The location of the First Temple in Jerusalem has long been a mystery. But Lambert T. Dolphin, a retired geophysicist, feels fairly certain he can find it.
Dolphin was on a team of scientists from the Menlo Park-based SRI International that used high-tech tools, developed for use in the Cold War, to discover the remains of ancient civilizations in Egypt and Israel.
Dolphin discussed the findings earlier this month at University of San Francisco's McLaren Auditorium during a series of Jewish community-sponsored Jerusalem 3000 events.
There are three theories about the location of the First Temple, Dolphin said. The traditional theory is that the synagogue is under the Dome of the Rock mosque, which sits atop the plaza bordered by the Western Wall.
The second places the First Temple about 1,000 meters to the north of the Dome of the Rock, under the Dome of the Spirit mosque.
Dolphin doesn't believe either of these theories is correct.
"We have evidence from remote sensing that the site of the Dome of the Rock was an ancient burial ground. The Jews of the time would not have built their temple over a burial ground," he said.
The second location corresponds with the site of a moat. Had the temple been built there, "it would have fallen off the edge into the moat," he said.
Dolphin thinks that the third theory, which places Temple ruins south of the Dome of the Rock, under stones paving the pathway to the shrine, is the most likely spot. Scientists who continue to search for the Temple using infrared and radar data point to this location as the most likely.
The newer theory of the First Temple's location holds vital religious significance, he said.
"This means that the Western Wall would be immediately opposite the Temple," which is considered a holy site, he said. "When a Jew prays at the Wall it is as close as he or she can get to the Temple."
New data also pinpoint the spot where some religious Jews believe a Third Temple could be built, he added.
While the theories are intriguing, they are not likely to be proven through archeological excavations or even closer examination by high-tech tools, Dolphin said. Muslim authorities who control the area have been opposed to any disturbance of the land.

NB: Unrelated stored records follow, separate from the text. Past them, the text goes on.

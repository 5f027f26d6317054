use axum::{
    Json, Router,
    extract::{Path, Query, State},
    routing::{delete, get, post, put},
};

use crate::{
    dto::orders::{
        BatchDeleteResult, BatchIdsRequest, CreateOrderRequest, OrderDetail, OrderList,
        RefundOrderRequest, UpdateAddressRequest, UpdateOrderRequest, UpdateOrderStatusRequest,
    },
    error::AppResult,
    models::Order,
    response::ApiResponse,
    routes::params::OrderPageQuery,
    state::AppState,
};

pub fn router() -> Router<AppState> {
    Router::new()
        .route("/", post(create_order))
        .route("/page", get(list_orders))
        .route("/batch", delete(delete_orders))
        .route("/user/{user_id}", get(list_user_orders))
        .route(
            "/{id}",
            get(get_order).put(update_order).delete(delete_order),
        )
        .route("/{id}/status", put(update_order_status))
        .route("/{id}/pay", put(pay_order))
        .route("/{id}/refund", post(refund_order))
        .route("/{id}/address", put(update_order_address))
}

#[utoipa::path(
    post,
    path = "/api/order",
    request_body = CreateOrderRequest,
    responses(
        (status = 200, description = "Order created", body = ApiResponse<Order>),
        (status = 404, description = "Product not found"),
        (status = 409, description = "Insufficient stock")
    ),
    tag = "Orders"
)]
pub async fn create_order(
    State(state): State<AppState>,
    Json(payload): Json<CreateOrderRequest>,
) -> AppResult<Json<ApiResponse<Order>>> {
    let response = state.orders.create_order(payload).await?;
    Ok(Json(response))
}

#[utoipa::path(
    get,
    path = "/api/order/page",
    params(OrderPageQuery),
    responses(
        (status = 200, description = "Paged orders with buyer, product and farmer", body = ApiResponse<OrderList>)
    ),
    tag = "Orders"
)]
pub async fn list_orders(
    State(state): State<AppState>,
    Query(query): Query<OrderPageQuery>,
) -> AppResult<Json<ApiResponse<OrderList>>> {
    let response = state.orders.get_orders_by_page(query).await?;
    Ok(Json(response))
}

#[utoipa::path(
    get,
    path = "/api/order/{id}",
    params(("id" = i64, Path, description = "Order ID")),
    responses(
        (status = 200, description = "Order detail", body = ApiResponse<OrderDetail>),
        (status = 404, description = "Order not found")
    ),
    tag = "Orders"
)]
pub async fn get_order(
    State(state): State<AppState>,
    Path(id): Path<i64>,
) -> AppResult<Json<ApiResponse<OrderDetail>>> {
    let response = state.orders.get_order(id).await?;
    Ok(Json(response))
}

#[utoipa::path(
    get,
    path = "/api/order/user/{user_id}",
    params(("user_id" = i64, Path, description = "Buyer ID")),
    responses(
        (status = 200, description = "All orders of a buyer", body = ApiResponse<OrderList>),
        (status = 404, description = "No orders")
    ),
    tag = "Orders"
)]
pub async fn list_user_orders(
    State(state): State<AppState>,
    Path(user_id): Path<i64>,
) -> AppResult<Json<ApiResponse<OrderList>>> {
    let response = state.orders.get_orders_by_user(user_id).await?;
    Ok(Json(response))
}

#[utoipa::path(
    put,
    path = "/api/order/{id}",
    params(("id" = i64, Path, description = "Order ID")),
    request_body = UpdateOrderRequest,
    responses(
        (status = 200, description = "Updated order", body = ApiResponse<Order>)
    ),
    tag = "Orders"
)]
pub async fn update_order(
    State(state): State<AppState>,
    Path(id): Path<i64>,
    Json(payload): Json<UpdateOrderRequest>,
) -> AppResult<Json<ApiResponse<Order>>> {
    let response = state.orders.update_order(id, payload).await?;
    Ok(Json(response))
}

#[utoipa::path(
    delete,
    path = "/api/order/{id}",
    params(("id" = i64, Path, description = "Order ID")),
    responses(
        (status = 200, description = "Deleted order")
    ),
    tag = "Orders"
)]
pub async fn delete_order(
    State(state): State<AppState>,
    Path(id): Path<i64>,
) -> AppResult<Json<ApiResponse<serde_json::Value>>> {
    let response = state.orders.delete_order(id).await?;
    Ok(Json(response))
}

#[utoipa::path(
    delete,
    path = "/api/order/batch",
    request_body = BatchIdsRequest,
    responses(
        (status = 200, description = "Deleted orders", body = ApiResponse<BatchDeleteResult>)
    ),
    tag = "Orders"
)]
pub async fn delete_orders(
    State(state): State<AppState>,
    Json(payload): Json<BatchIdsRequest>,
) -> AppResult<Json<ApiResponse<BatchDeleteResult>>> {
    let response = state.orders.delete_batch(payload.ids).await?;
    Ok(Json(response))
}

#[utoipa::path(
    put,
    path = "/api/order/{id}/status",
    params(("id" = i64, Path, description = "Order ID")),
    request_body = UpdateOrderStatusRequest,
    responses(
        (status = 200, description = "Status updated", body = ApiResponse<Order>)
    ),
    tag = "Orders"
)]
pub async fn update_order_status(
    State(state): State<AppState>,
    Path(id): Path<i64>,
    Json(payload): Json<UpdateOrderStatusRequest>,
) -> AppResult<Json<ApiResponse<Order>>> {
    let response = state.orders.update_order_status(id, payload.status).await?;
    Ok(Json(response))
}

#[utoipa::path(
    put,
    path = "/api/order/{id}/pay",
    params(("id" = i64, Path, description = "Order ID")),
    responses(
        (status = 200, description = "Order paid", body = ApiResponse<Order>),
        (status = 409, description = "Insufficient stock or already paid")
    ),
    tag = "Orders"
)]
pub async fn pay_order(
    State(state): State<AppState>,
    Path(id): Path<i64>,
) -> AppResult<Json<ApiResponse<Order>>> {
    let response = state.orders.pay_order(id).await?;
    Ok(Json(response))
}

#[utoipa::path(
    post,
    path = "/api/order/{id}/refund",
    params(("id" = i64, Path, description = "Order ID")),
    request_body = RefundOrderRequest,
    responses(
        (status = 200, description = "Refund requested", body = ApiResponse<Order>),
        (status = 409, description = "Order cannot be refunded")
    ),
    tag = "Orders"
)]
pub async fn refund_order(
    State(state): State<AppState>,
    Path(id): Path<i64>,
    Json(payload): Json<RefundOrderRequest>,
) -> AppResult<Json<ApiResponse<Order>>> {
    let response = state.orders.refund_order(id, payload.reason).await?;
    Ok(Json(response))
}

#[utoipa::path(
    put,
    path = "/api/order/{id}/address",
    params(("id" = i64, Path, description = "Order ID")),
    request_body = UpdateAddressRequest,
    responses(
        (status = 200, description = "Address updated", body = ApiResponse<Order>),
        (status = 409, description = "Order already shipped")
    ),
    tag = "Orders"
)]
pub async fn update_order_address(
    State(state): State<AppState>,
    Path(id): Path<i64>,
    Json(payload): Json<UpdateAddressRequest>,
) -> AppResult<Json<ApiResponse<Order>>> {
    let response = state
        .orders
        .update_order_address(id, payload.address, payload.phone)
        .await?;
    Ok(Json(response))
}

Dolphin first visited Israel in the early 1980s. He and a team traveled previously to Egypt, probing the limestone of the pyramids with radar, seismic sounding and high-resolution automatic resistivity instruments. The tombs of Egypt, they found, were of a poor quality limestone that was not amenable to radar.
When Dolphin's team was invited to try out its techniques on Israeli antiquities, participants jumped at the chance, he said.
And they discovered some exciting results. In King David's Citadel in Jerusalem's Old City, for instance, they discovered a rubble-filled room, which was thought to be solid, near the top of the tower. It has since been converted to a museum.
Dolphin's team has also introduced new techniques to excavate the rich lands of ancient civilizations. The sophisticated exploration technologies, now commonly used, enable archaeologists to pinpoint promising sites for excavation.
"We don't uncover the actual discoveries, but we do make an archaeologist's work far more effective, saving months of hard work," Dolphin said.